Exercise details: Exactly as written, copy the lines of the data below from the first through the one containing "Co-purchase counts: bread-milk".

_____

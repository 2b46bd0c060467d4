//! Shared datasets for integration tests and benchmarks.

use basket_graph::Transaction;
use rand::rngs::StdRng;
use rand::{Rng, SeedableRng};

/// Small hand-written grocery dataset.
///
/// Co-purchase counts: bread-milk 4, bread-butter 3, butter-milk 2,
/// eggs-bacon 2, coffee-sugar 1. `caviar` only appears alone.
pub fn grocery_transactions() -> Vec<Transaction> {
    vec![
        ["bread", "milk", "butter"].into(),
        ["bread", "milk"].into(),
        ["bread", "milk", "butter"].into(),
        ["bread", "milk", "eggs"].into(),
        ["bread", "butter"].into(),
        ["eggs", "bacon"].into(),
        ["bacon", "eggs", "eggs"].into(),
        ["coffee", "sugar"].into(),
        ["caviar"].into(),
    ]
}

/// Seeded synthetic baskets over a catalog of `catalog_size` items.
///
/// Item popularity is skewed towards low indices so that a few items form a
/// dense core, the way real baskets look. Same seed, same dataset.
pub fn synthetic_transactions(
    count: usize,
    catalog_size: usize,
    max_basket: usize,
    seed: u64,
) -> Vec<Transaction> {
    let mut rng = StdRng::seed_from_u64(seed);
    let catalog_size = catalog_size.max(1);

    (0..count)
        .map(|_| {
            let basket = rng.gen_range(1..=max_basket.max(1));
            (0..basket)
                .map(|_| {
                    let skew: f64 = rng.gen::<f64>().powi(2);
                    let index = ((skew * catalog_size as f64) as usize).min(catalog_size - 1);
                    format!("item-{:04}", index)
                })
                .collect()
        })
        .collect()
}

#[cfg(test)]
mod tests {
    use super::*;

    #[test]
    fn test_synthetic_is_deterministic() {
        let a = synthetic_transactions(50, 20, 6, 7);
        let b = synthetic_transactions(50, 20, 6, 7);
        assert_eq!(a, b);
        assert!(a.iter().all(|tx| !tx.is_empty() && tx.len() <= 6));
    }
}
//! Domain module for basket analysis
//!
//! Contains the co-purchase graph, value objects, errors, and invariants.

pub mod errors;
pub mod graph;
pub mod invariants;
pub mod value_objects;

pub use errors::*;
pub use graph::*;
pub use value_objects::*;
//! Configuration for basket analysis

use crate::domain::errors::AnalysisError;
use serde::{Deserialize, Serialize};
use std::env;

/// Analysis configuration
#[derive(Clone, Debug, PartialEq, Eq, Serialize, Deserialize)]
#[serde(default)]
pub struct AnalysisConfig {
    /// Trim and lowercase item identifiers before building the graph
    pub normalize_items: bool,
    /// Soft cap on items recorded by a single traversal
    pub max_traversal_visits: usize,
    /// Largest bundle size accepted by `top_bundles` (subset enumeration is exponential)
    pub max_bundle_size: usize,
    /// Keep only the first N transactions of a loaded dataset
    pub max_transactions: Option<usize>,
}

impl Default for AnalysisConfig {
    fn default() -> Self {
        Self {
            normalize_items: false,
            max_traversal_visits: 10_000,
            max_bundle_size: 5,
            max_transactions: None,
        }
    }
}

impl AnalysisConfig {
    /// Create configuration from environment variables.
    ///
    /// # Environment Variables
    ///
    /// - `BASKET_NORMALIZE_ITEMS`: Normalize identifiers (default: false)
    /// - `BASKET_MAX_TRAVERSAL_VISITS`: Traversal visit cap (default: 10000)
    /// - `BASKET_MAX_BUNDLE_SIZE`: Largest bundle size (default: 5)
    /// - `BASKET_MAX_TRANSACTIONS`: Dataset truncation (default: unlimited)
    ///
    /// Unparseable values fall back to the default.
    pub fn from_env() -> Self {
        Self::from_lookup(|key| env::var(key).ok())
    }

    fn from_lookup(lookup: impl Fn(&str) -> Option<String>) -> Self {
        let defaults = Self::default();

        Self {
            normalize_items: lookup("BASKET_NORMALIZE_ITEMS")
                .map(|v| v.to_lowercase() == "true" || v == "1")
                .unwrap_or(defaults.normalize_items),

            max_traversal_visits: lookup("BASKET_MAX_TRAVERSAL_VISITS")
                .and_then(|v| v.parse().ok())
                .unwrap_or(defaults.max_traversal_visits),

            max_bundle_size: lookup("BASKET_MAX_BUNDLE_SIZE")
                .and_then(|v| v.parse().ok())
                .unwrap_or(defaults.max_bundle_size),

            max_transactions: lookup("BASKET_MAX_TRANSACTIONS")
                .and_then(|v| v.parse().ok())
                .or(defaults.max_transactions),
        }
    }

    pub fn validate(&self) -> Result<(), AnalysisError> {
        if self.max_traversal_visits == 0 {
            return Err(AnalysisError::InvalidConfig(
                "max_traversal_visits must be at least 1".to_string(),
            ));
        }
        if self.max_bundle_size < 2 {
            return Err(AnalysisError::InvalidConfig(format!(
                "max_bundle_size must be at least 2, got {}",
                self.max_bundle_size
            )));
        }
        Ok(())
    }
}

_____

Task output:
repository 2b46bd0c060467d4
//! Shared datasets for integration tests and benchmarks.

use basket_graph::Transaction;
use rand::rngs::StdRng;
use rand::{Rng, SeedableRng};

/// Small hand-written grocery dataset.
///
/// Co-purchase counts: bread-milk 4, bread-butter 3, butter-milk 2,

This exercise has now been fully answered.